It would be simple and easy if our schools could help reverse the decline in creativity.  Alas, not enough schools, not enough brave teachers, are able to pose problems to their students that require reflective solutions.  We aren’t asking enough, or even any, questions in school that prompt creative endeavor.  Creativity is problem solving, finding unrecognized connections.  Time and space to solve a problem need not be mandated as Mr. Cleese suggests, but clearly ample time and space are helpful.  Even based on the “unscientific” evidence provided by five vacationing scientists.  As wonderful as it might be, however, there is no way to send every classroom on a trip down the San Juan River.  Where in school, in the school day, do students have time and space to reflect, to dream, to relax enough to think creatively?  Can we ask the questions and make the space for solutions?  Why do we limit the possibilities for creativity to school and work?  What about at home?  Turn off a few devices and dream.  Play in the backyard.  As for me, I wrote this in the morning before anyone else in the family was awake.  Now for a shower, and perchance, some more time to dream.    

Saturday, August 7, 2010

Common Sense From The Trenches

Where have I been?  Why have I not heard of Marion Brady before?  Thanks to Google Reader I came across this piece in the Washington Post.  Someone commented that Mr. Brady should assume Arne Duncan's position.  Not a bad idea, though I suspect Mr. Brady is MUCH more effective in a classroom somewhere.  Here's the link to the Post piece.  http://bit.ly/a4wzLA

And here's a link to a YouTube video on Mr. Brady's site:  http://www.youtube.com/watch?v=p1XQMqcuPYo

Let me know what you think about what he has to say.  In the meantime, I'll put my thinking cap on and try to come up with more active lessons for learners.  Suggestions anybody?  Real change in education will come from teachers, the way we teach.  That means lessons that engage and promote an active response.  A problem worth finding solutions for.

Friday, July 23, 2010

Time To Get Moving


A recent article by Po Bronson and Ashley Merryman in Newsweek examines what works in fostering creativity. Right at the top of the list is movement.  “Almost every dimension of cognition improves from 30 minutes of aerobic exercise, and creativity is no exception. The type of exercise doesn’t matter, and the boost lasts for at least two hours afterward. However, there’s a catch: this is the case only for the physically fit. For those who rarely exercise, the fatigue from aerobic activity counteracts the short-term benefits.”  The entire article can be found here: http://bit.ly/acsCPW

Reading the Newsweek article sent me back to Dr. Stuart Brown’s excellent book Play – How It Shapes the Brain, Opens the Imagination, and Invigorates the Soul.  In the last chapter of the book Brown makes the bold statement that “nations may well rise or fall on the basis of their ability to honor our evolutionary prerogative to play.”  One of his concluding bits of advice is Be Active.  He writes:  “One of the quickest ways to jump-start play is to do something physical.  Just move.  Take a walk, do jumping jacks, throw a ball for the dog (a double pay boost).  Motion is perhaps the most basic form of play.  We are designed to start moving when we are in the womb.  (The underlining is mine.) …We are alive when we are physically moving.

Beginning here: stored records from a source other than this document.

use std::path::PathBuf;
use std::time::Duration;

use crate::bail;
use crate::config::duration::parse_duration;
use crate::error::{ErrorKind, SdkResult};

/// Separator used when a raw value is decoded into a list of strings.
pub const LIST_SEPARATOR: char = ',';

/// Conversion from a raw configuration string into a typed field value.
///
/// Every field type a configuration schema can bind implements this trait, so the coercion
/// applied to a key is picked from the Rust type of the field at registration time. The rules are
/// lenient: an empty string decodes to the zero value of numbers and booleans, and to
/// an empty list.
pub trait Coerce: Sized {
    /// Human readable name of the target type, used in error messages.
    const TYPE_NAME: &'static str;

    /// Converts `value` into `Self`.
    fn coerce(value: &str) -> SdkResult<Self>;
}

/// Parses an integer accepting an optional sign, `0x`/`0o`/`0b` prefixes, a leading `0` for octal
/// and `_` separators after a base prefix.
fn parse_integer(value: &str) -> SdkResult<i128> {
    if value.is_empty() {
        return Ok(0);
    }

    let (negative, unsigned) = match value.as_bytes()[0] {
        b'-' => (true, &value[1..]),
        b'+' => (false, &value[1..]),
        _ => (false, value),
    };

    let lower = unsigned.to_ascii_lowercase();
    let (radix, digits) = if let Some(digits) = lower.strip_prefix("0x") {
        (16, digits.replace('_', ""))
    } else if let Some(digits) = lower.strip_prefix("0o") {
        (8, digits.replace('_', ""))
    } else if let Some(digits) = lower.strip_prefix("0b") {
        (2, digits.replace('_', ""))
    } else if lower.len() > 1 && lower.starts_with('0') {
        (8, lower[1..].replace('_', ""))
    } else {
        (10, lower)
    };

    if digits.is_empty() || digits.starts_with(['+', '-']) {
        bail!(
            ErrorKind::ConfigDecodeFailed,
            "Invalid integer value",
            format!("expected an integer (received: {value:?})")
        );
    }

    match i128::from_str_radix(&digits, radix) {
        Ok(parsed) if negative => Ok(-parsed),
        Ok(parsed) => Ok(parsed),
        Err(err) => bail!(
            ErrorKind::ConfigDecodeFailed,
            "Invalid integer value",
            format!("{err} (received: {value:?})")
        ),
    }
}

macro_rules! coerce_integer {
    ($($ty:ty),*) => {
        $(
            impl Coerce for $ty {
                const TYPE_NAME: &'static str = stringify!($ty);

                fn coerce(value: &str) -> SdkResult<Self> {
                    let parsed = parse_integer(value)?;
                    match <$ty>::try_from(parsed) {
                        Ok(v) => Ok(v),
                        Err(_) => bail!(
                            ErrorKind::ConfigDecodeFailed,
                            "Integer value out of range",
                            format!("{parsed} does not fit in {} (received: {value:?})", stringify!($ty))
                        ),
                    }
                }
            }
        )*
    };
}

coerce_integer!(i8, i16, i32, i64, isize, u8, u16, u32, u64, usize);

macro_rules! coerce_float {
    ($($ty:ty),*) => {
        $(
            impl Coerce for $ty {
                const TYPE_NAME: &'static str = stringify!($ty);

                fn coerce(value: &str) -> SdkResult<Self> {
                    if value.is_empty() {
                        return Ok(0.0);
                    }

                    match value.parse::<$ty>() {
                        Ok(v) => Ok(v),
                        Err(err) => bail!(
                            ErrorKind::ConfigDecodeFailed,
                            "Invalid float value",
                            format!("{err} (received: {value:?})")
                        ),
                    }
                }
            }
        )*
    };
}

coerce_float!(f32, f64);

impl Coerce for bool {
    const TYPE_NAME: &'static str = "bool";

    fn coerce(value: &str) -> SdkResult<Self> {
        match value {
            "" | "0" | "f" | "F" | "false" | "FALSE" | "False" => Ok(false),
            "1" | "t" | "T" | "true" | "TRUE" | "True" => Ok(true),
            _ => bail!(
                ErrorKind::ConfigDecodeFailed,
                "Invalid boolean value",
                format!("expected true or false (received: {value:?})")
            ),
        }
    }
}

impl Coerce for String {
    const TYPE_NAME: &'static str = "string";

    fn coerce(value: &str) -> SdkResult<Self> {
        Ok(value.to_string())
    }
}

impl Coerce for PathBuf {
    const TYPE_NAME: &'static str = "path";

    fn coerce(value: &str) -> SdkResult<Self> {
        Ok(PathBuf::from(value))
    }
}

impl Coerce for Duration {
    const TYPE_NAME: &'static str = "duration";

    fn coerce(value: &str) -> SdkResult<Self> {
        parse_duration(value)
    }
}

impl Coerce for Vec<String> {
    const TYPE_NAME: &'static str = "list";

    fn coerce(value: &str) -> SdkResult<Self> {
        if value.is_empty() {
            return Ok(Vec::new());
        }

        Ok(value.split(LIST_SEPARATOR).map(str::to_string).collect())
    }
}

impl<T: Coerce> Coerce for Option<T> {
    const TYPE_NAME: &'static str = T::TYPE_NAME;

    fn coerce(value: &str) -> SdkResult<Self> {
        T::coerce(value).map(Some)
    }
}
//! Per-call execution context.
//!
//! A [`Context`] is threaded through every destination operation. It carries the cancellation
//! sources and deadline that bound waits inside the call, plus request-scoped values attached by
//! middlewares. Contexts are immutable: deriving a child returns a new value and leaves the parent
//! untouched, so concurrent calls never share mutable state through them.

use std::sync::Arc;
use std::time::Duration;
use tokio::time::{Instant, sleep_until};

use crate::concurrency::signal::{SignalRx, SignalTx, create_signal, wait_for_any};
use crate::error::{ErrorKind, SdkError};
use crate::sdk_error;

/// Handle cancelling every context derived from the [`Context::with_cancel`] call that created it.
#[derive(Debug, Clone)]
pub struct CancelHandle(Arc<SignalTx>);

impl CancelHandle {
    /// Cancels the associated contexts. Cancelling more than once has no further effect.
    pub fn cancel(&self) {
        self.0.send_replace(true);
    }

    /// Returns `true` if [`CancelHandle::cancel`] was called.
    pub fn is_cancelled(&self) -> bool {
        *self.0.borrow()
    }
}

#[derive(Debug, Clone, Default)]
pub struct Context {
    signals: Vec<SignalRx>,
    deadline: Option<Instant>,
    batch_enabled: Option<bool>,
}

impl Context {
    /// Returns an empty context that is never cancelled and has no deadline.
    pub fn background() -> Self {
        Self::default()
    }

    /// Derives a child context that is cancelled when the returned handle is, or when this
    /// context is.
    pub fn with_cancel(&self) -> (Context, CancelHandle) {
        let (tx, rx) = create_signal();
        let mut child = self.clone();
        child.signals.push(rx);

        (child, CancelHandle(Arc::new(tx)))
    }

    /// Derives a child context expiring at `deadline`, or at this context's deadline if earlier.
    pub fn with_deadline(&self, deadline: Instant) -> Context {
        let mut child = self.clone();
        child.deadline = Some(match self.deadline {
            Some(current) => current.min(deadline),
            None => deadline,
        });

        child
    }

    /// Derives a child context expiring `timeout` from now.
    pub fn with_timeout(&self, timeout: Duration) -> Context {
        self.with_deadline(Instant::now() + timeout)
    }

    /// Returns the instant at which this context expires, if any.
    pub fn deadline(&self) -> Option<Instant> {
        self.deadline
    }

    /// Returns why this context is done, or `None` while it is still live.
    pub fn err(&self) -> Option<SdkError> {
        if self.signals.iter().any(|rx| *rx.borrow()) {
            return Some(canceled_error());
        }

        match self.deadline {
            Some(deadline) if deadline <= Instant::now() => Some(deadline_exceeded_error()),
            _ => None,
        }
    }

    /// Returns `true` once this context is cancelled or past its deadline.
    pub fn is_done(&self) -> bool {
        self.err().is_some()
    }

    /// Waits until this context is cancelled or its deadline passes and returns the matching
    /// error. A background context never completes.
    pub async fn done(&self) -> SdkError {
        if let Some(err) = self.err() {
            return err;
        }

        let expired = async {
            match self.deadline {
                Some(deadline) => sleep_until(deadline).await,
                None => std::future::pending().await,
            }
        };

        tokio::select! {
            _ = wait_for_any(self.signals.clone()) => canceled_error(),
            _ = expired => deadline_exceeded_error(),
        }
    }

    /// Derives a child context carrying whether writes are batched.
    pub fn with_batch_enabled(&self, enabled: bool) -> Context {
        let mut child = self.clone();
        child.batch_enabled = Some(enabled);

        child
    }

    /// Returns whether writes are batched, `false` if no batch middleware set the flag.
    pub fn batch_enabled(&self) -> bool {
        self.batch_enabled.unwrap_or(false)
    }
}

fn canceled_error() -> SdkError {
    sdk_error!(ErrorKind::Canceled, "Context canceled")
}

fn deadline_exceeded_error() -> SdkError {
    sdk_error!(ErrorKind::DeadlineExceeded, "Context deadline exceeded")
}

#[cfg(test)]
mod tests {
    use super::*;

    #[test]
    fn background_is_never_done() {
        let ctx = Context::background();

        assert!(!ctx.is_done());
        assert!(ctx.err().is_none());
        assert!(ctx.deadline().is_none());
        assert!(!ctx.batch_enabled());
    }

    #[test]
    fn batch_flag_lives_in_child_contexts() {
        let parent = Context::background();
        let enabled = parent.with_batch_enabled(true);
        let disabled = enabled.with_batch_enabled(false);

        assert!(!parent.batch_enabled());
        assert!(enabled.batch_enabled());
        assert!(!disabled.batch_enabled());
    }

    #[tokio::test]
    async fn cancel_propagates_to_children() {
        let (parent, handle) = Context::background().with_cancel();
        let (child, _child_handle) = parent.with_cancel();
        let flagged = child.with_batch_enabled(true);

        assert!(!flagged.is_done());
        handle.cancel();

        assert!(handle.is_cancelled());
        assert_eq!(parent.err().unwrap().kind(), ErrorKind::Canceled);
        assert_eq!(child.err().unwrap().kind(), ErrorKind::Canceled);
        assert_eq!(flagged.done().await.kind(), ErrorKind::Canceled);
    }

    #[tokio::test]
    async fn cancelling_child_leaves_parent_running() {
        let (parent, _handle) = Context::background().with_cancel();
        let (child, child_handle) = parent.with_cancel();

        child_handle.cancel();

        assert!(child.is_done());
        assert!(!parent.is_done());
    }

    #[tokio::test]
    async fn done_wakes_up_on_cancel() {
        let (ctx, handle) = Context::background().with_cancel();

        let waiter = tokio::spawn(async move { ctx.done().await });
        tokio::task::yield_now().await;
        handle.cancel();

        assert_eq!(waiter.await.unwrap().kind(), ErrorKind::Canceled);
    }

    #[tokio::test(start_paused = true)]
    async fn deadline_expires() {
        let ctx = Context::background().with_timeout(Duration::from_secs(5));
        assert!(!ctx.is_done());

        let start = Instant::now();
        let err = ctx.done().await;

        assert_eq!(err.kind(), ErrorKind::DeadlineExceeded);
        assert!(err.is_cancellation());
        assert!(start.elapsed() >= Duration::from_secs(5));
        assert!(ctx.is_done());
    }

    #[tokio::test(start_paused = true)]
    async fn child_keeps_earliest_deadline() {
        let parent = Context::background().with_timeout(Duration::from_secs(1));
        let child = parent.with_timeout(Duration::from_secs(10));

        assert_eq!(child.deadline(), parent.deadline());

        let tighter = parent.with_timeout(Duration::from_millis(10));
        assert!(tighter.deadline() < parent.deadline());
    }
}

“Neuroscience research is showing that the fundamentals of perception, cognition, and movement are very closely connected, and that the circuits for higher functions such as planning and recognizing the consequences of future actions require movement.”

Gregg Fraley, creativity and innovation expert, consultant, and writer wrote in his blog  (http://www.greggfraley.com/blog/) recently about the need for movement activities in the one and two-day brainstorming/ideation workshops he leads for corporate clients.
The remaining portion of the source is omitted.